TTWF, LLC 1148 FOURTH STREET SUITE 116 SANTA MONICA, CA 90401
TTWF, LLC
0000 XXXXXX XXXXXX
XXXXX 000
XXXXX XXXXXX, XX 00000
As of September 9th, 2003
National
Lampoon, Inc.
00000 Xxxxxxxx Xxxx. Xxxxx 0000
Xxx Xxxxxxx, XX 00000
Attn: Xxxx Xxxxxxxxx
Re: “The Trouble With Xxxxx”/License Agreement
Ladies/Gentlemen:
The following shall constitute the agreement (the “Agreement”) between TTWF, LLC (“Company”) and National Lampoon, Inc. (Licensor”) with respect to the license of Licensor’s name, trademark and other intellectual property rights for use in connection with the motion picture project presently entitled “The Trouble With Xxxxx” (the “Picture”).
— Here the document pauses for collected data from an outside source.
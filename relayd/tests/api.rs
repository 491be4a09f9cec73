//! REST surface tests against an in-memory runtime.

use std::collections::HashMap;
use std::sync::Arc;

use async_trait::async_trait;
use axum::Router;
use axum::body::Body;
use axum::http::{Request, StatusCode};
use chrono::Utc;
use compose_manifest::ServiceManifest;
use parking_lot::Mutex;
use tower::ServiceExt;

use relayd::api::routes::create_router;
use relayd::api::server::AppState;
use relayd::runtime::{
    ComposeCli, ContainerDetails, ContainerRuntime, HealthState, Lifecycle,
};
use relayd::scene::SceneStateCell;
use relayd::services::ServiceController;

struct FakeRuntime {
    containers: Mutex<HashMap<String, ContainerDetails>>,
}

impl FakeRuntime {
    fn new() -> Self {
        let mut containers = HashMap::new();
        containers.insert(
            "relayer-nginx-rtmp".to_string(),
            ContainerDetails {
                short_id: "0123456789ab".to_string(),
                lifecycle: Lifecycle::Running,
                health: Some(HealthState::Healthy),
                started_at: Some(Utc::now() - chrono::Duration::seconds(120)),
                finished_at: None,
                exit_code: None,
            },
        );
        Self {
            containers: Mutex::new(containers),
        }
    }
}

#[async_trait]
impl ContainerRuntime for FakeRuntime {
    async fn list_all(&self) -> relayd::Result<Vec<String>> {
        Ok(self.containers.lock().keys().cloned().collect())
    }

    async fn inspect(&self, name: &str) -> relayd::Result<Option<ContainerDetails>> {
        Ok(self.containers.lock().get(name).cloned())
    }

    async fn logs_tail(&self, name: &str, _tail: usize) -> relayd::Result<Option<Vec<u8>>> {
        if !self.containers.lock().contains_key(name) {
            return Ok(None);
        }
        Ok(Some(
            b"2026-07-31T12:00:00Z listening\n2026-07-31T12:00:01Z ready\n".to_vec(),
        ))
    }

    async fn start(&self, _name: &str) -> relayd::Result<()> {
        Ok(())
    }
}

struct TestApp {
    router: Router,
    state: AppState,
    _dir: tempfile::TempDir,
}

fn app() -> TestApp {
    let dir = tempfile::tempdir().unwrap();
    let manifest = ServiceManifest::parse(
        "services:\n  nginx-rtmp: {}\n  stream-switcher: {}\n",
        "relayer",
    )
    .unwrap();
    let controller = Arc::new(ServiceController::new(
        manifest,
        Arc::new(FakeRuntime::new()),
        ComposeCli::new(dir.path().join("docker-compose.yml")),
    ));
    let scene = Arc::new(SceneStateCell::load(dir.path().join("privacy_mode.json")));
    let cancel = tokio_util::sync::CancellationToken::new();
    let hub = relayd::fanout::spawn(controller.clone(), scene.clone(), cancel.child_token());

    let observer_hub = hub.clone();
    scene.on_change(move |event| observer_hub.post_state_event(*event));

    let state = AppState {
        controller,
        scene,
        hub,
    };
    TestApp {
        router: create_router(state.clone()),
        state,
        _dir: dir,
    }
}

async fn get(router: &Router, path: &str) -> (StatusCode, serde_json::Value) {
    let response = router
        .clone()
        .oneshot(Request::get(path).body(Body::empty()).unwrap())
        .await
        .unwrap();
    let status = response.status();
    let bytes = axum::body::to_bytes(response.into_body(), usize::MAX)
        .await
        .unwrap();
    let value = serde_json::from_slice(&bytes).unwrap_or(serde_json::Value::Null);
    (status, value)
}

async fn post(router: &Router, path: &str) -> (StatusCode, serde_json::Value) {
    let response = router
        .clone()
        .oneshot(Request::post(path).body(Body::empty()).unwrap())
        .await
        .unwrap();
    let status = response.status();
    let bytes = axum::body::to_bytes(response.into_body(), usize::MAX)
        .await
        .unwrap();
    let value = serde_json::from_slice(&bytes).unwrap_or(serde_json::Value::Null);
    (status, value)
}

#[tokio::test]
async fn health_is_ok() {
    let app = app();
    let response = app
        .router
        .oneshot(Request::get("/health").body(Body::empty()).unwrap())
        .await
        .unwrap();
    assert_eq!(response.status(), StatusCode::OK);
}

#[tokio::test]
async fn containers_merges_manifest_and_runtime() {
    let app = app();
    let (status, body) = get(&app.router, "/containers").await;
    assert_eq!(status, StatusCode::OK);

    let containers = body["containers"].as_array().unwrap();
    assert_eq!(containers.len(), 2);
    assert!(body.get("warning").is_none());

    let nginx = containers
        .iter()
        .find(|c| c["name"] == "nginx-rtmp")
        .unwrap();
    assert_eq!(nginx["status"], "running");
    assert_eq!(nginx["health"], "healthy");
    assert_eq!(nginx["running"], true);
    assert!(
        nginx["status_detail"]
            .as_str()
            .unwrap()
            .starts_with("Up 2 minutes")
    );

    let switcher = containers
        .iter()
        .find(|c| c["name"] == "stream-switcher")
        .unwrap();
    assert_eq!(switcher["status"], "not-created");
    assert_eq!(switcher["created"], false);
}

#[tokio::test]
async fn status_and_logs_for_one_service() {
    let app = app();

    let (status, body) = get(&app.router, "/container/nginx-rtmp/status").await;
    assert_eq!(status, StatusCode::OK);
    assert_eq!(body["status"], "running");
    assert_eq!(body["id"], "0123456789ab");

    let (status, body) = get(&app.router, "/container/nginx-rtmp/logs?tail=10").await;
    assert_eq!(status, StatusCode::OK);
    assert_eq!(body["count"], 2);
    assert_eq!(body["container"], "nginx-rtmp");

    let (status, body) = get(&app.router, "/container/stream-switcher/status").await;
    assert_eq!(status, StatusCode::NOT_FOUND);
    assert!(body["error"].as_str().unwrap().contains("stream-switcher"));
}

#[tokio::test]
async fn lifecycle_posts_return_accepted_acks() {
    let app = app();

    let (status, body) = post(&app.router, "/container/nginx-rtmp/start").await;
    assert_eq!(status, StatusCode::ACCEPTED);
    assert_eq!(body["status"], "starting");
    assert_eq!(body["container"], "nginx-rtmp");

    let (status, body) = post(&app.router, "/container/nginx-rtmp/stop").await;
    assert_eq!(status, StatusCode::ACCEPTED);
    assert_eq!(body["status"], "stopping");

    let (status, _) = post(&app.router, "/container/nginx-rtmp/restart").await;
    assert_eq!(status, StatusCode::ACCEPTED);

    let (status, _) = post(&app.router, "/container/nginx-rtmp/create-and-start").await;
    assert_eq!(status, StatusCode::ACCEPTED);

    let (status, _) = post(&app.router, "/container/ghost/start").await;
    assert_eq!(status, StatusCode::NOT_FOUND);
}

#[tokio::test]
async fn scene_round_trip() {
    let app = app();

    let (status, body) = get(&app.router, "/scene").await;
    assert_eq!(status, StatusCode::OK);
    assert_eq!(body["current_scene"], "FALLBACK");

    let (status, body) = post(&app.router, "/scene/live").await;
    assert_eq!(status, StatusCode::OK);
    assert_eq!(body["changed"], true);

    let (_, body) = get(&app.router, "/scene").await;
    assert_eq!(body["current_scene"], "LIVE");

    // Idempotent repeat.
    let (status, body) = post(&app.router, "/scene/live").await;
    assert_eq!(status, StatusCode::OK);
    assert_eq!(body["changed"], false);

    let (status, _) = post(&app.router, "/scene/purple").await;
    assert_eq!(status, StatusCode::BAD_REQUEST);
}

#[tokio::test]
async fn privacy_round_trip_persists() {
    let app = app();

    let (status, body) = get(&app.router, "/privacy").await;
    assert_eq!(status, StatusCode::OK);
    assert_eq!(body["privacy_enabled"], false);

    let (status, body) = post(&app.router, "/privacy/enable").await;
    assert_eq!(status, StatusCode::OK);
    assert_eq!(body["changed"], true);
    assert!(app.state.scene.privacy_enabled());

    let (_, body) = get(&app.router, "/privacy").await;
    assert_eq!(body["privacy_enabled"], true);

    let (_, body) = post(&app.router, "/privacy/disable").await;
    assert_eq!(body["changed"], true);
    let (_, body) = post(&app.router, "/privacy/enable").await;
    assert_eq!(body["changed"], true);

    // enable -> disable -> enable leaves true on disk.
    let raw = std::fs::read_to_string(app._dir.path().join("privacy_mode.json")).unwrap();
    let parsed: serde_json::Value = serde_json::from_str(&raw).unwrap();
    assert_eq!(parsed["enabled"], true);

    let (status, _) = post(&app.router, "/privacy/maybe").await;
    assert_eq!(status, StatusCode::BAD_REQUEST);
}

#[tokio::test]
async fn combined_state_endpoint() {
    let app = app();
    post(&app.router, "/scene/live").await;
    post(&app.router, "/privacy/enable").await;

    let (status, body) = get(&app.router, "/state").await;
    assert_eq!(status, StatusCode::OK);
    assert_eq!(body["current_scene"], "LIVE");
    assert_eq!(body["privacy_enabled"], true);
    assert!(body["scene_timestamp"].is_string());
}

#[tokio::test]
async fn unknown_routes_are_404() {
    let app = app();
    let (status, body) = get(&app.router, "/nope").await;
    assert_eq!(status, StatusCode::NOT_FOUND);
    assert_eq!(body["error"], "Not found");
}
1. CONDITIONS PRECEDENT: Company’s obligations hereunder are subject in all respects to satisfaction of the following conditions precedent:
1.1 Company’s receipt of this Agreement signed by Licensor;
1.2 Signature and delivery to Company in a form and substance acceptable to Company of a separate agreement between Company, on the one hand, and Xxxxx Xxxxxxx Productions, Inc. and Xxxxx Xxxxxxx (“Xxxxxxx”), on the other hand, in connection with Company’s purchase of the screenplay for the Picture written by Xxxxxxx (the “Screenplay”);
13 Signature and delivery to Company in a form and substance acceptable to Company of a separate agreement between Company, on the one hand, and X. X. Xxxxxxx (“Xxxxxxx”), Xxx Xxxxxxxx (“Xxxxxxxx”) and Xxxx Xxxxxx (“Xxxxxx”) (and/or their respective loanout companies), on the other hand, in connection with Company’s engagement of Xxxxxxx, Xxxxxxxx and Xxxxxx to render rewriting services in connection with the Screenplay;
1.4 Signature and delivery to Company in a form and substance acceptable to Company of a separate agreement dated as of September 9, 2003 between Company and MSP with respect to the producing services of Xxxxxxx in connection with the Picture; and
1.5 Company’s approval of all chain-of-title documentation to the Picture.
1
2 LICENSE: Upon Company’s payment of the “Fee” (defined below), Company shall automatically and immediately be vested with and Licensor automatically and immediately shall be deemed to have licensed to Company, on a non-exclusive basis in perpetuity throughout the universe, in any and all languages, the right to use the “National Lampoon” name, trademarks, logos and insignias and/or any variant or component thereof in connection with: (i) the Picture (including without limitation the title thereof) and all remakes, sequels and other audio-visual productions based thereon in any and all media now known or hereafter devised, and (ii) the advertising, marketing, publicity, promotion and other ancillary exploitation (including without limitation soundtrack albums, publications, video games, computer and/or interactive software, “making of’ or “behind the scenes” films, merchandising and commercial tie-ins) of the Picture and any remakes, sequels and other audio- visual productions based thereon (collectively, the “Rights”). Company’s usage of Licensor’s name, trademark, logos, insignias and/or any variant thereof pursuant to the terms of this Agreement shall be subject to Licensor’s prior approval (which approval shall be provided promptly and shall not be unreasonably withheld). Notwithstanding the foregoing, Company acknowledges and agrees that whenever the Licensor’s trademark (the “Xxxx”) is used in printed text it shall appear as “National Lampoon’s” stylized font in customary form. The Xxxx shall remain the sole property of Licensor, and all right, title and interest in and to the Xxxx shall belong to Licensor in perpetuity and throughout the universe, subject to the terms and conditions hereof. Licensee acknowledges that Licensor’s editorial policy prohibits the display of photographs or other renderings of genitalia of either sex or acts of explicit sex or sadomasochism in connection with the Xxxx. The Picture will not contain any material that would earn a rating from the MPAA that is more restrictive than “R”. Company shall be obligated to use the Xxxx in connection with the Picture, provided that in the event Licensor is subject to any bankruptcy proceeding or corporate dissolution and/or any of Licensor’s officers, directors and/or senior employees are charged with any felony prior to the initial release of the Picture, Company shall not have any obligation to use the “National Lampoon” name, trademark, logos, insignias and/or any variant thereof.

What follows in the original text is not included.